Nannochloropsis salina, a marine alga with high growth rate and lipid composition has been considered to be one of the most appropriate species for the feed stock of biofuels or value-added products. In this research, for the purpose of increasing the overall lipid production rate of N. salina, genetic engineering was adopted to enhance the photosynthetic efficiency and lipid biosynthesis metabolism within the strain. To improve the photosynthetic efficiency, new kinds of light harvesting pigments were heterogeneously synthesized to broaden the light spectrum that N. salina can utilize. For this, a vector system that can deliver the expressed protein to the complex chloroplast of the heterokonts were developed, which were then used to express chlorophyllide a oxygenase (CAO) gene and chlorophyll f synthase (ChlF) gene from Chlamydomonas reinhardtii and Chlorogloeopsis fritschii respectively, after optimizing the sequence for N. salina.
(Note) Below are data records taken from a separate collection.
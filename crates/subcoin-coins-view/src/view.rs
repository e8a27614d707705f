use crate::coin::{Coin, outpoint_to_key};
use crate::{Error, Result};
use bitcoin::{Block, OutPoint};
use subcoin_utxo_db::{ByteStore, UtxoDb};

/// Reserved key of the best block height record.
///
/// Outpoint keys are always 36 bytes, so this key never names a coin.
const BEST_HEIGHT_KEY: &[u8] = b"subcoin:best-height";

/// Read/spend/add access to the UTXO set, as used by transaction validation.
pub trait UtxoView {
    /// Get a UTXO by outpoint.
    fn get(&self, outpoint: &OutPoint) -> Result<Option<Coin>>;

    /// Remove a UTXO and return it.
    fn spend(&self, outpoint: &OutPoint) -> Result<Coin>;

    /// Insert a UTXO.
    ///
    /// Adding an outpoint that is already unspent does not replace it: both
    /// coins are kept, `get` returns the newer one, and spending it brings
    /// the older one back.
    fn add(&self, outpoint: &OutPoint, coin: &Coin) -> Result<()>;
}

/// UTXO changes of one block.
#[derive(Debug, Clone, Copy, Default, PartialEq, Eq)]
pub struct BlockChanges {
    pub created: u64,
    pub spent: u64,
}

/// [`UtxoView`] backed by a [`UtxoDb`].
pub struct CoinsDb<S> {
    db: UtxoDb<S>,
}

impl<S: ByteStore> CoinsDb<S> {
    pub fn new(db: UtxoDb<S>) -> Self {
        Self { db }
    }

    pub fn inner(&self) -> &UtxoDb<S> {
        &self.db
    }

    pub fn into_inner(self) -> UtxoDb<S> {
        self.db
    }

    /// Height of the last flushed block, if any.
    pub fn best_height(&self) -> Result<Option<u32>> {
        match self.db.get(BEST_HEIGHT_KEY)? {
            Some(bytes) => {
                let raw: [u8; 4] = bytes.as_slice().try_into().map_err(|_| {
                    Error::CorruptMetadata(format!("best height of {} bytes", bytes.len()))
                })?;
                Ok(Some(u32::from_le_bytes(raw)))
            }
            None => Ok(None),
        }
    }

    /// Number of unspent outputs, including staged changes.
    pub fn utxo_count(&self) -> Result<u64> {
        let meta = u64::from(self.best_height()?.is_some());
        Ok(self.db.stats().live.saturating_sub(meta))
    }

    /// Records `height` as the best block and commits everything staged.
    ///
    /// Each flush advances the table's commit tag by one.
    pub fn flush(&self, height: u32) -> Result<()> {
        if self.best_height()?.is_some() {
            self.db.remove(BEST_HEIGHT_KEY)?;
        }
        self.db.add(BEST_HEIGHT_KEY, &height.to_le_bytes())?;

        let tag = self.db.tag()? + 1;
        self.db.commit(tag)?;

        tracing::debug!("Flushed UTXO set at height {height} (commit {tag})");

        Ok(())
    }

    /// Apply a Bitcoin block's UTXO changes.
    ///
    /// Outputs created earlier in the block are visible to later inputs since
    /// the table reads its own staged writes. Nothing is committed; on error the
    /// staged changes are incomplete and the table should be reloaded.
    ///
    /// The two duplicate mainnet coinbases allowed before BIP30 (blocks 91842
    /// and 91880) re-add an unspent outpoint; see [`UtxoView::add`] for how the
    /// table keeps both coins.
    pub fn apply_block(&self, block: &Block, height: u32) -> Result<BlockChanges> {
        let mut changes = BlockChanges::default();

        for tx in &block.txdata {
            let txid = tx.compute_txid();
            let is_coinbase = tx.is_coinbase();

            // Process inputs (spend UTXOs) - skip for coinbase
            if !is_coinbase {
                for input in &tx.input {
                    self.spend(&input.previous_output)?;
                    changes.spent += 1;
                }
            }

            for (vout, output) in tx.output.iter().enumerate() {
                // Skip OP_RETURN outputs (unspendable)
                if output.script_pubkey.is_op_return() {
                    continue;
                }

                let outpoint = OutPoint {
                    txid,
                    vout: vout as u32,
                };
                self.add(&outpoint, &Coin::from_txout(output, height, is_coinbase))?;
                changes.created += 1;
            }
        }

        tracing::debug!(
            "Applied block {height}: +{} -{} UTXOs, total: {}",
            changes.created,
            changes.spent,
            self.utxo_count()?
        );

        Ok(changes)
    }
}

impl<S: ByteStore> UtxoView for CoinsDb<S> {
    fn get(&self, outpoint: &OutPoint) -> Result<Option<Coin>> {
        self.db
            .get(&outpoint_to_key(outpoint))?
            .map(|bytes| Coin::decode(&bytes).map_err(Error::from))
            .transpose()
    }

    fn spend(&self, outpoint: &OutPoint) -> Result<Coin> {
        let key = outpoint_to_key(outpoint);
        let bytes = self
            .db
            .get(&key)?
            .ok_or(Error::UtxoNotFound(*outpoint))?;
        let coin = Coin::decode(&bytes)?;
        self.db.remove(&key)?;
        Ok(coin)
    }

    fn add(&self, outpoint: &OutPoint, coin: &Coin) -> Result<()> {
        self.db.add(&outpoint_to_key(outpoint), &coin.encode()?)?;
        Ok(())
    }
}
As a result, transformants with chlorophyll b and f synthesis could be achieved for the first time in N. salina. Transformants with Chlb showed an improved photosynthetic efficiency under low to high light conditions. The additional energy synthesized from the photosynthetic improvements were used for growth under moderate light conditions (90 uE) whereas the energy was used for lipid synthesis under high light condition (200 uE). However, transformants with Chlf did not grow well and lost the ChlF functions within 2 months, implying toxic effects of Chlf in N. salina.

Furthermore, in order to increase the portion of carbon flux that enters the lipid synthesis pathway, key metabolic enzymes for lipid bio-synthesis were overexpressed in a wild type N. salina. For this, two genes, each encoding Glycerol-3-phosphate dehydrogenase(GPDH) and Phospholipid: diacylglycerol acyltransferase(PDAT) that are responsible for the reaction of first and last reactions for TAG synthesis were selected. The transformants with overexpressed NsGPDH and NsPDAT enzyme showed a tendency of hampered proliferation but the change was not significant. However, the lipid accumulation in each transformants showed up to 40 % increase compared to the wild type. To assure its possibility for producing biodiesel, FAME contents of each transformants were also analyzed and an increase of FAME productivity by up to 40 % were observed in the transformants.

After confirming the beneficial effects of chlorophyll b and GPDH/PDAT in photosynthesis and lipid biosynthesis pathways, multigene expression system in N. salina was developed to provide a tool for co-expression. For this, four kinds of 2A self-cleaving peptides in N. salina was tested and E2A turned out to be the best performer in the strain. It is expected that the study on expression of CAO, GPDH, and PDAT genes along with the development of multigene expression system in N. salina will be beneficial for industrial uses and further research in this field.